#### [RECORDS TO USE]
══════════

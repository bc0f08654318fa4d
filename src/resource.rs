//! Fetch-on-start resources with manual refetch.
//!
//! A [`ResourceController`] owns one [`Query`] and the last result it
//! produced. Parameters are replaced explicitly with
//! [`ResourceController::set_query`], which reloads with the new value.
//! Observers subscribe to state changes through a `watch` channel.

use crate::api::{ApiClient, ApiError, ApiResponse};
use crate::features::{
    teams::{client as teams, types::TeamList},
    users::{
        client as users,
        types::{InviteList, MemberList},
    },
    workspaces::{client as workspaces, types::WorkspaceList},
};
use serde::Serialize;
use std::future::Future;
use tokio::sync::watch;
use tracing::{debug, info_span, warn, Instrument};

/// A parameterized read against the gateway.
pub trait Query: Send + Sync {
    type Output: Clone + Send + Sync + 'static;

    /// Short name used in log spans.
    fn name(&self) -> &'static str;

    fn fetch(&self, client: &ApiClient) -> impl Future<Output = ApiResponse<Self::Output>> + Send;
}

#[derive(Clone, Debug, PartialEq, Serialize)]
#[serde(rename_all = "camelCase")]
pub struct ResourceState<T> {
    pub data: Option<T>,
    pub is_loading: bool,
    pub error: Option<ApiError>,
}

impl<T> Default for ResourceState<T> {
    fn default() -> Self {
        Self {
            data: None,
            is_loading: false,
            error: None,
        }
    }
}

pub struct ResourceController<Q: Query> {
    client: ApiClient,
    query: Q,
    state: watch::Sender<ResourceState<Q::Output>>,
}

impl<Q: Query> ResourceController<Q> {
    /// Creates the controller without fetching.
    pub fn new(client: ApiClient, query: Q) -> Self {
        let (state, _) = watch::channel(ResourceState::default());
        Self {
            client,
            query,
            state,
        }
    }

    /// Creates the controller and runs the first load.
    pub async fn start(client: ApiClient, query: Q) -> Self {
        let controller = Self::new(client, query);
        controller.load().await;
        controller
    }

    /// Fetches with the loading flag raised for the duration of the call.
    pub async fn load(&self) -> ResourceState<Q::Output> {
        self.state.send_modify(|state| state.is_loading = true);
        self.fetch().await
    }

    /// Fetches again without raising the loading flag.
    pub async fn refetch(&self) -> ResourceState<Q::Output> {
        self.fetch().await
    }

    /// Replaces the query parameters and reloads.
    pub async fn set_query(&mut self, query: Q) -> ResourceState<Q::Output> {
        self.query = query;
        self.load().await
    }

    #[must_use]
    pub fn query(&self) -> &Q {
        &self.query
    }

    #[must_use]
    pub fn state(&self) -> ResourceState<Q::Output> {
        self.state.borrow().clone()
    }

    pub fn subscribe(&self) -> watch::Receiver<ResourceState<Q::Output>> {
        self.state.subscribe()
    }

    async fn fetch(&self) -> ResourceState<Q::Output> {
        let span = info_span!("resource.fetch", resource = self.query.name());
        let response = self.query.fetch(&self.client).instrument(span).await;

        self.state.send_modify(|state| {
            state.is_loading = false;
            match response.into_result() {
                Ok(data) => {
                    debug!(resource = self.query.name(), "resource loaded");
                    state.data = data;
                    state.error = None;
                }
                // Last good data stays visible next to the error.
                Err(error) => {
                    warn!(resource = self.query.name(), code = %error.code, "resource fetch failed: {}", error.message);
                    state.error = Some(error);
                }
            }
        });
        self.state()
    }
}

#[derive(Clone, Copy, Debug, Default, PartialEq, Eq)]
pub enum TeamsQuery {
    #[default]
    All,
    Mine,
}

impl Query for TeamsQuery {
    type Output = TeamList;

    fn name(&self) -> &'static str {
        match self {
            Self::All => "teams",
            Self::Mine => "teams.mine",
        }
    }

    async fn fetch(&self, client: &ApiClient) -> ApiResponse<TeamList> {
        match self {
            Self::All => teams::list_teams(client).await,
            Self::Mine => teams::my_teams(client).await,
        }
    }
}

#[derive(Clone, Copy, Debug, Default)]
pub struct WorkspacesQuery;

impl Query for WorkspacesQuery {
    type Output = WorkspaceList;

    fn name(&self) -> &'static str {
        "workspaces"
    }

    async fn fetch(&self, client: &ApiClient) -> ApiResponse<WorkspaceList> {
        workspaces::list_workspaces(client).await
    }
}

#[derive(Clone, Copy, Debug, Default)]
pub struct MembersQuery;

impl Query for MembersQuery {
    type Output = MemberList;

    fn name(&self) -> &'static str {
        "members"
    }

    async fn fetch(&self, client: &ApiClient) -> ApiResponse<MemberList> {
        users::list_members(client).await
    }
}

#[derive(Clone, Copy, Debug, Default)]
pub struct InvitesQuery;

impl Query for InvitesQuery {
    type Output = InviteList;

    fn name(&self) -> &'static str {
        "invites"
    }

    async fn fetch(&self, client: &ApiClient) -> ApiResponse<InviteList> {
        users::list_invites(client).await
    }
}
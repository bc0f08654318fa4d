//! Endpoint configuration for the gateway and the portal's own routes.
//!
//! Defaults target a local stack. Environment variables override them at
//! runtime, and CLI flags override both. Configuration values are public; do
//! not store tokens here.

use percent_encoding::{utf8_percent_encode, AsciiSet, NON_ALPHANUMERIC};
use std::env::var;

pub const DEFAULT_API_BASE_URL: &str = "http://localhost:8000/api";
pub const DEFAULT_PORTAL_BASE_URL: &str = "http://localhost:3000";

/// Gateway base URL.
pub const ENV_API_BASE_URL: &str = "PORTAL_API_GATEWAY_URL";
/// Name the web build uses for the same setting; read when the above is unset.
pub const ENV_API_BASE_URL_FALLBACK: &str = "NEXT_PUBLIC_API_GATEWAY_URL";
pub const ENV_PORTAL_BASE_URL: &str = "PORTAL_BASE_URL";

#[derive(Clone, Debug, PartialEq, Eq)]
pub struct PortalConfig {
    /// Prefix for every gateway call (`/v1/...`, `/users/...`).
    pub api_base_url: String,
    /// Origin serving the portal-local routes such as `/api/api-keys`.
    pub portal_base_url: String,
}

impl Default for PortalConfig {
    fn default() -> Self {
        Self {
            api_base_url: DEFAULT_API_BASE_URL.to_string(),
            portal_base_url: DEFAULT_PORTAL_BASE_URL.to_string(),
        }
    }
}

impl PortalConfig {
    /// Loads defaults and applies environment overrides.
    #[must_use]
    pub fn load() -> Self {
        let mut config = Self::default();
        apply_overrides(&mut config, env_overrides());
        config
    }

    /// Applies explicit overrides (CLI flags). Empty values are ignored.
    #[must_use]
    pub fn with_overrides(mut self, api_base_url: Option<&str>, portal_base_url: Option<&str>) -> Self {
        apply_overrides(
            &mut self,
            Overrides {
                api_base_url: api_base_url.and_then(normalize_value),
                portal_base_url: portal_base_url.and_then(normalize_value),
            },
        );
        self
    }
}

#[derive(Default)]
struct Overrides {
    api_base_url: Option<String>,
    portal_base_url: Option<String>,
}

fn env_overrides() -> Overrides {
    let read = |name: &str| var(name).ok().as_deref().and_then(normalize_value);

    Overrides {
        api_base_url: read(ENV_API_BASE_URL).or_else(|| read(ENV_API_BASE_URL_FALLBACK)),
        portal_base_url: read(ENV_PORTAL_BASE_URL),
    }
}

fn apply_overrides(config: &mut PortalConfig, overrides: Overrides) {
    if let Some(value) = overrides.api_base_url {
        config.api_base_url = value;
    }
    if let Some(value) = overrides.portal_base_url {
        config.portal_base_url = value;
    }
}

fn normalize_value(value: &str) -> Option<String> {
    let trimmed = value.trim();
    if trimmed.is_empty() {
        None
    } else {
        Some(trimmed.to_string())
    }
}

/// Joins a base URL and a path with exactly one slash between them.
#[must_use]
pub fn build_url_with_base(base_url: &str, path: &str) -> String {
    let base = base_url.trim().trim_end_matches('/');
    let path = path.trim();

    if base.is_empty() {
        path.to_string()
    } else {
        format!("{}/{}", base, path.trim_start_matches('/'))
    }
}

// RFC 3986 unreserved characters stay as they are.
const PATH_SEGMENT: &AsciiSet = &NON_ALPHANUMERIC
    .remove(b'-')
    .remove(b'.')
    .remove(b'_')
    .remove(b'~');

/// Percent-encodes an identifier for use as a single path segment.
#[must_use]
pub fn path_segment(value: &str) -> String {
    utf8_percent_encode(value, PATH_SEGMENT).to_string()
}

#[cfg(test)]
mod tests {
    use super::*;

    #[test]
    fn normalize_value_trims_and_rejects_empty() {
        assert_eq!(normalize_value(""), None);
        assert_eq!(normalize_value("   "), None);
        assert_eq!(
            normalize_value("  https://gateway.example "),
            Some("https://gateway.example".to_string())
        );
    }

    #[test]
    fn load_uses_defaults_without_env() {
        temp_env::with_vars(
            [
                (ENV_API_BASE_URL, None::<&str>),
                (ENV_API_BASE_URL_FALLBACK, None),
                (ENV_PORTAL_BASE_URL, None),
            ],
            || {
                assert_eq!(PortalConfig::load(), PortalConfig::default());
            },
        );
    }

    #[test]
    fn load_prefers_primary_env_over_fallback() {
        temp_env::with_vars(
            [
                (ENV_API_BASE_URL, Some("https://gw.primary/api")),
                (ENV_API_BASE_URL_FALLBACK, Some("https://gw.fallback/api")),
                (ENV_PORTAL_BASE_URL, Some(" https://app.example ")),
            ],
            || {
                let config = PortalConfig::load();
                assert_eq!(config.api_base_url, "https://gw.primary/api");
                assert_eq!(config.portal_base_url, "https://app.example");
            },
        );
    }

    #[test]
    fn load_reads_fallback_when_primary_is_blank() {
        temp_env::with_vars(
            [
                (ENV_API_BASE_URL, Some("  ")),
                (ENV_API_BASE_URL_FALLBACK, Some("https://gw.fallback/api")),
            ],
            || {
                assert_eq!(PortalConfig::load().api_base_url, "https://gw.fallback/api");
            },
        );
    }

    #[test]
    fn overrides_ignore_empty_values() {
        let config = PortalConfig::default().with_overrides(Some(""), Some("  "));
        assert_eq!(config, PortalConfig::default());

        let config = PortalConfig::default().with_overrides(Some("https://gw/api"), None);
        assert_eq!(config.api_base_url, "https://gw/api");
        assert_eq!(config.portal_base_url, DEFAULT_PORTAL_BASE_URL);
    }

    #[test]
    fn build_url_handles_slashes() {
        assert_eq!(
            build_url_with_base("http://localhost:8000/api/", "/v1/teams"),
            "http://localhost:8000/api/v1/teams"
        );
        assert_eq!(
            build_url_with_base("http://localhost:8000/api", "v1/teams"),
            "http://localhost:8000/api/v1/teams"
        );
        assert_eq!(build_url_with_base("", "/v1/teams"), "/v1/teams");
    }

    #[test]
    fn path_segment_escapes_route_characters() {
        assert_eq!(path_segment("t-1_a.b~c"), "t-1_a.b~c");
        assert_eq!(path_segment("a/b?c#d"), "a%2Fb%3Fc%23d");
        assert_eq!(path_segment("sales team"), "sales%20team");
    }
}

══════════

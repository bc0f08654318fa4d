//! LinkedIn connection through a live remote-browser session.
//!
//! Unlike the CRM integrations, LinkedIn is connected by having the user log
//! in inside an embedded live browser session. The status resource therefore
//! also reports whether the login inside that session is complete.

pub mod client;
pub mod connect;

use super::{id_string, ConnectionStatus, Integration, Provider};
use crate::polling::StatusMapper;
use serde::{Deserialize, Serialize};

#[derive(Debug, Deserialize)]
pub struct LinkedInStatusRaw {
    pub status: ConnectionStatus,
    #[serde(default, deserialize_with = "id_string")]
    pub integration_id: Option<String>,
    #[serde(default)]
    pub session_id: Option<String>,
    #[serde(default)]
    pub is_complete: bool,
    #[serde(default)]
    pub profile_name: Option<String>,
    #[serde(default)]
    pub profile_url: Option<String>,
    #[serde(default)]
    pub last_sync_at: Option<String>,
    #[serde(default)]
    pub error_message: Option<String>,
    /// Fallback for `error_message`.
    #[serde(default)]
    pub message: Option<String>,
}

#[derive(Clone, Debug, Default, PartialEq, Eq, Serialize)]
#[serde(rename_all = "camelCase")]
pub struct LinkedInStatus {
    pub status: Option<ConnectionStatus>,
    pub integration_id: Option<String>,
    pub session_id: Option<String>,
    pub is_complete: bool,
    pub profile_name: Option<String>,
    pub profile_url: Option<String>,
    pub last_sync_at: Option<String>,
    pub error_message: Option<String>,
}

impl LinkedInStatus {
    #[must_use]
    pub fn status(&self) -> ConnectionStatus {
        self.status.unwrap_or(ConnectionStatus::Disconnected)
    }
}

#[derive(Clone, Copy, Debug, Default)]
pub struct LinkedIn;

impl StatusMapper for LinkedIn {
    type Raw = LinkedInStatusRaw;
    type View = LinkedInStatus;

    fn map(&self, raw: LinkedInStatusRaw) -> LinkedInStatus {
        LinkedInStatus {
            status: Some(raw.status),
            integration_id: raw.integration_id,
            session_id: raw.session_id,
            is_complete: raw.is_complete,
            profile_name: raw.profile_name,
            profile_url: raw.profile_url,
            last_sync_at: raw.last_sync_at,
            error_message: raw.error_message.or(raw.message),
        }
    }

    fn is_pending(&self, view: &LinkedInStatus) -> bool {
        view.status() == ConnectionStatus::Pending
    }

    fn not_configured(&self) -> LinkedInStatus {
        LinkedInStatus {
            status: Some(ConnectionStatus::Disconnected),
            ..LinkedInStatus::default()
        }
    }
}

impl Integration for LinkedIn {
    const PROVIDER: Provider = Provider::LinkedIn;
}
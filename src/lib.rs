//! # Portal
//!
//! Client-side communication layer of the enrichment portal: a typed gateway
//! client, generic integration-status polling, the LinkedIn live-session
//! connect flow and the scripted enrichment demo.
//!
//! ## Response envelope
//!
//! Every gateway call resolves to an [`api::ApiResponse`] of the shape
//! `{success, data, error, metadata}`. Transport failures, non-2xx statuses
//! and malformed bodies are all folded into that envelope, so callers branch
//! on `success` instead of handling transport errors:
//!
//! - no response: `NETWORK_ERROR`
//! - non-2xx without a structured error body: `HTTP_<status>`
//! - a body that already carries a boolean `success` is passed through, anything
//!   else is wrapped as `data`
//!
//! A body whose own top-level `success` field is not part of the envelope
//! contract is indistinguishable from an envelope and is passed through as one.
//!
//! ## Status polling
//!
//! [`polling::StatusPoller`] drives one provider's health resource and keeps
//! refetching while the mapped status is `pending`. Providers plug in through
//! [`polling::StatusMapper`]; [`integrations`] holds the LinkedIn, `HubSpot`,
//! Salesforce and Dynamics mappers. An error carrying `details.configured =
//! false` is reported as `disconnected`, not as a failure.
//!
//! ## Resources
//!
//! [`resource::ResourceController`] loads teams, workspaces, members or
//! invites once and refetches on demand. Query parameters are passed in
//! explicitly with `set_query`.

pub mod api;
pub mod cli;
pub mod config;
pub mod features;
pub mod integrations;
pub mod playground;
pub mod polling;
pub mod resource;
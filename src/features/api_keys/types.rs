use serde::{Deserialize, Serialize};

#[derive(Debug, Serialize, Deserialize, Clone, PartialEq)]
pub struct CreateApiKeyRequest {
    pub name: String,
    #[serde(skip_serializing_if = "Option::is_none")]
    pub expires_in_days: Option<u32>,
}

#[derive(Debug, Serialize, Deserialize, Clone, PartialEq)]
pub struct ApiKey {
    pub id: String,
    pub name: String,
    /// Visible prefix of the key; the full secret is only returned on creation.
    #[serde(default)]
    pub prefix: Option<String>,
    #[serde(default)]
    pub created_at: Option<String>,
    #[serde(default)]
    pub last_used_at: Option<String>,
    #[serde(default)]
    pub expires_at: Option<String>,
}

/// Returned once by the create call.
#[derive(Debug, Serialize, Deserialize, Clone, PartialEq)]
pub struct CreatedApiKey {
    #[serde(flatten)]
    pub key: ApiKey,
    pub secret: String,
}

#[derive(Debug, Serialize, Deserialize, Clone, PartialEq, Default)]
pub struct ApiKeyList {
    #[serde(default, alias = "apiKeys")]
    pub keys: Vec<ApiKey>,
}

══════════

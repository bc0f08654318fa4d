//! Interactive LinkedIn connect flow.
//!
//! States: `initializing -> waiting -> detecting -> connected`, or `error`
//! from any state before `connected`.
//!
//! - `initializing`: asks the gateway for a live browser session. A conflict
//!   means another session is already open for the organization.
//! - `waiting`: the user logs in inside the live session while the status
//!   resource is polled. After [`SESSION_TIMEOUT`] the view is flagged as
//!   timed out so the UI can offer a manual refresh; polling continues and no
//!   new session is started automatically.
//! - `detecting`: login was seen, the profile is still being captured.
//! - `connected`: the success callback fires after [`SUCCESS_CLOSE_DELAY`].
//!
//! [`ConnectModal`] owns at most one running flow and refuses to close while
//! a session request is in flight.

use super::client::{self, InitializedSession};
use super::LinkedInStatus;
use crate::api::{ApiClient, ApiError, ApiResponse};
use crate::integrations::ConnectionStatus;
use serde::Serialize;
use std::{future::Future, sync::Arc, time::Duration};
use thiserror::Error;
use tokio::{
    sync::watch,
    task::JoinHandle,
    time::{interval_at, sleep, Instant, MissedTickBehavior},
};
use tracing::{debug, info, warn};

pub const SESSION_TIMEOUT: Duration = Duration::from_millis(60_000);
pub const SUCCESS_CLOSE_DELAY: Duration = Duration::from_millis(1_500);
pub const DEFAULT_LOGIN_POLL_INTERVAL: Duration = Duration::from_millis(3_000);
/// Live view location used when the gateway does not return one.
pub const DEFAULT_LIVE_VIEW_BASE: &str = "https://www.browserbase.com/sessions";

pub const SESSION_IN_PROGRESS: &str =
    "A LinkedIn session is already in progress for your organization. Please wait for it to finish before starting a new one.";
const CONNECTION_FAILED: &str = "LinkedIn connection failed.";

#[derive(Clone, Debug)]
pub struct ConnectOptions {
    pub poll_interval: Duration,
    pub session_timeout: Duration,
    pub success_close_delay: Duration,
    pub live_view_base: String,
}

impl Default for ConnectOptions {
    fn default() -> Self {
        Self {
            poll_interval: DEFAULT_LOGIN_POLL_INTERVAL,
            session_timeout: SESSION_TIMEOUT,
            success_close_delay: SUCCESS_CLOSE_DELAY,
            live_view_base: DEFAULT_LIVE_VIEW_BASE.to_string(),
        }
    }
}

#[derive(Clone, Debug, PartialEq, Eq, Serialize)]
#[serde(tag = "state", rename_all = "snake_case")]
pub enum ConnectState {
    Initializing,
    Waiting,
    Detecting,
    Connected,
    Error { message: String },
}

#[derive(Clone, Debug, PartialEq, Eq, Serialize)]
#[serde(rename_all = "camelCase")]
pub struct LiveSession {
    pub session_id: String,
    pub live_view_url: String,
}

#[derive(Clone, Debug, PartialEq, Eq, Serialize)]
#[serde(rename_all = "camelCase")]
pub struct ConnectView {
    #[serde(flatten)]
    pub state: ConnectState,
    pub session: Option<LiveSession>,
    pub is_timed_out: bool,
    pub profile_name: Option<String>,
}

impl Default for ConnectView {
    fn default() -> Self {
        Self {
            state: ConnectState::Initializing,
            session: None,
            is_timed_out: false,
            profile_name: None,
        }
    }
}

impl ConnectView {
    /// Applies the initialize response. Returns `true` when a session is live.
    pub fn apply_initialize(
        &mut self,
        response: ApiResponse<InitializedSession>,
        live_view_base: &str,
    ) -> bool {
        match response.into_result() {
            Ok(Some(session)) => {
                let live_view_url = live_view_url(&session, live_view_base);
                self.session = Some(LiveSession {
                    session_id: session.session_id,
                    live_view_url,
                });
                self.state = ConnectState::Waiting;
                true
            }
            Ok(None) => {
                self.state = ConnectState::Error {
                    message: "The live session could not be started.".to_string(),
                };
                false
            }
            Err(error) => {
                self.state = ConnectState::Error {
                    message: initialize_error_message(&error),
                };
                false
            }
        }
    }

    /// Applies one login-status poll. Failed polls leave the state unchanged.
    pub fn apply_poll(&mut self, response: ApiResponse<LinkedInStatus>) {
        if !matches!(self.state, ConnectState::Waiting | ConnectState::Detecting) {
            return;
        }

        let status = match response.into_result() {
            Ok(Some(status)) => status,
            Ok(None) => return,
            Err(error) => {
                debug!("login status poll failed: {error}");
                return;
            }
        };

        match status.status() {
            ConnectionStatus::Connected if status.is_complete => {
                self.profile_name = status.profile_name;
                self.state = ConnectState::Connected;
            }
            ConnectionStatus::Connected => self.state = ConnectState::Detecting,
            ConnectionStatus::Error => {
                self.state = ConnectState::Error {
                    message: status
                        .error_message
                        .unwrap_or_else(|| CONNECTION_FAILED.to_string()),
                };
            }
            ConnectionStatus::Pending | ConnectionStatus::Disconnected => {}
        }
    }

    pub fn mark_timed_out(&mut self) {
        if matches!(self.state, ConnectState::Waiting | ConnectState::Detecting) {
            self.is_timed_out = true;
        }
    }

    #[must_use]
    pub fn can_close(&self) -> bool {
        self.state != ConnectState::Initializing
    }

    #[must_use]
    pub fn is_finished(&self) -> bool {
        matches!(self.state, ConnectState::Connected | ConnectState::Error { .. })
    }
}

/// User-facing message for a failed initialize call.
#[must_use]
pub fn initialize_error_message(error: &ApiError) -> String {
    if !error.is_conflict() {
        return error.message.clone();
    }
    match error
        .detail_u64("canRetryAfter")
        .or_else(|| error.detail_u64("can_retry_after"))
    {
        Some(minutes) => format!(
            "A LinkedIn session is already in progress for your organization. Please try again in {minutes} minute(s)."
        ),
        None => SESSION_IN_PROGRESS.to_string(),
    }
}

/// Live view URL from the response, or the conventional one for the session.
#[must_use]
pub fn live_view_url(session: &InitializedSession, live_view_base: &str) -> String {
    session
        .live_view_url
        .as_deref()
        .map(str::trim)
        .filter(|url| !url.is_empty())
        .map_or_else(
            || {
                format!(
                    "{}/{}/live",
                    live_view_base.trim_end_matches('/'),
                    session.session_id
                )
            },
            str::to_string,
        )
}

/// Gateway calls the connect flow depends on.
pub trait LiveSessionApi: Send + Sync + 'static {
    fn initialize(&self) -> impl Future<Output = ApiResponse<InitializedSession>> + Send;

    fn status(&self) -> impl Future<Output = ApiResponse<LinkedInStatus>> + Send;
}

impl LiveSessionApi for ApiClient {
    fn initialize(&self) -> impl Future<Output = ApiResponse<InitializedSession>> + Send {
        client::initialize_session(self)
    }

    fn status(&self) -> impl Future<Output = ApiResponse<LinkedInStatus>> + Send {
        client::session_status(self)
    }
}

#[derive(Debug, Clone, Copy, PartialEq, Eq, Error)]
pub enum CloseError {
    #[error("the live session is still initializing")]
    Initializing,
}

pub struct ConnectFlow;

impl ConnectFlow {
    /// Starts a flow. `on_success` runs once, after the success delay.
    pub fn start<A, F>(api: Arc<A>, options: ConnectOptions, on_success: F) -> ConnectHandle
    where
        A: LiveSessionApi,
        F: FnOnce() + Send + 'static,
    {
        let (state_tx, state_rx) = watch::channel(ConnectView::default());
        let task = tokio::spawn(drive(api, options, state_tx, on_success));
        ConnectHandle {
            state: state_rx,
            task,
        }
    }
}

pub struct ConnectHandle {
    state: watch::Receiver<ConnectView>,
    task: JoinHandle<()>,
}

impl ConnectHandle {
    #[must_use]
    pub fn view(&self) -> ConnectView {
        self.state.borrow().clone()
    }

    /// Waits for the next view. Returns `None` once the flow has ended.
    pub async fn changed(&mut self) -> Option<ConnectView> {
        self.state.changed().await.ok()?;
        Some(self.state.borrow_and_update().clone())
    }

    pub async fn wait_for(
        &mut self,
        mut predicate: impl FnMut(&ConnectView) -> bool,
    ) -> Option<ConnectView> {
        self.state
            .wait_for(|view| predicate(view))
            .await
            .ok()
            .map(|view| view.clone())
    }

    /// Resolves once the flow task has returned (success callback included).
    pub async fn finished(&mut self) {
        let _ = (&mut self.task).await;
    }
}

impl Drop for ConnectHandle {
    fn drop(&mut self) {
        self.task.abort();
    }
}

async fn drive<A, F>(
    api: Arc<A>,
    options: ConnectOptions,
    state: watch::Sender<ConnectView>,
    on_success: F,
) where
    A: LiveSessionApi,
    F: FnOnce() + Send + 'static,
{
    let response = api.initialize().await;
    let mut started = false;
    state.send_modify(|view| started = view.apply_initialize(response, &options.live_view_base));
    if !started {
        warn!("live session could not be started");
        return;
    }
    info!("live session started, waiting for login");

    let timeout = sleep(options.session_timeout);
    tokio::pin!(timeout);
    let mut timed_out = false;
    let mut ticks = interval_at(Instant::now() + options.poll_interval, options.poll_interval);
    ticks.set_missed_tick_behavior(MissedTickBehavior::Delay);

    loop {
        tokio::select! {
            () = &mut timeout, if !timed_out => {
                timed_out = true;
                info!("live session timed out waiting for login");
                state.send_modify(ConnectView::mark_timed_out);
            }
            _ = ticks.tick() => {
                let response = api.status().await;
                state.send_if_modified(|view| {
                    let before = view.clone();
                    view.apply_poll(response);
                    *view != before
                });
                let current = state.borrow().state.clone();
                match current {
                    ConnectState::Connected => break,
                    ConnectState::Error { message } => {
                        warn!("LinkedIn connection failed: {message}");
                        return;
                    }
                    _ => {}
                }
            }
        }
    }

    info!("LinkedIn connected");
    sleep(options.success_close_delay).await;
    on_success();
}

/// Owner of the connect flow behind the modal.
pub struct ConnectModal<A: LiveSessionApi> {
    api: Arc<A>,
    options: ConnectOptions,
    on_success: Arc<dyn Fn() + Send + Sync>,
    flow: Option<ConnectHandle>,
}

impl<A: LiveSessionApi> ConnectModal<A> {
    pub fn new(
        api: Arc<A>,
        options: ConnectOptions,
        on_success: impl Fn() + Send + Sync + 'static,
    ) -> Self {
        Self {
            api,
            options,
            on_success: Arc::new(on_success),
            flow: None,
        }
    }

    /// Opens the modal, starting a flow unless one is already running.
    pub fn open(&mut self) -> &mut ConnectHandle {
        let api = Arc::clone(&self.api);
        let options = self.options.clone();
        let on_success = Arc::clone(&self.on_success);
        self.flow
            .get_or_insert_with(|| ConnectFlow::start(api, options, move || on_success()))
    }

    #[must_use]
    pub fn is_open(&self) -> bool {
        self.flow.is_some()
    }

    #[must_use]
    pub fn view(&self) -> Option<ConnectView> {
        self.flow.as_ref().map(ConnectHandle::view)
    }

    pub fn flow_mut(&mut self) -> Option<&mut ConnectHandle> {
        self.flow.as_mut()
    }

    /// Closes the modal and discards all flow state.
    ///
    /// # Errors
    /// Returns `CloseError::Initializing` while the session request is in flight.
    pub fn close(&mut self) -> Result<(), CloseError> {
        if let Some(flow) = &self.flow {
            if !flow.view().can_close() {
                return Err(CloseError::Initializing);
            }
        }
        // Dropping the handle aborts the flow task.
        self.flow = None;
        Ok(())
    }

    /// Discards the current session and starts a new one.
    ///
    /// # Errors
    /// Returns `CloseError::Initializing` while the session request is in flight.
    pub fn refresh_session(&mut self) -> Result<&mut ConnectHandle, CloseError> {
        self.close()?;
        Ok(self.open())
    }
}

══════════

#### [WHAT TO PRODUCE]
Reply by stating only how many lines in the listing hold the word "trimmed".

#### [YOUR SOLUTION]
3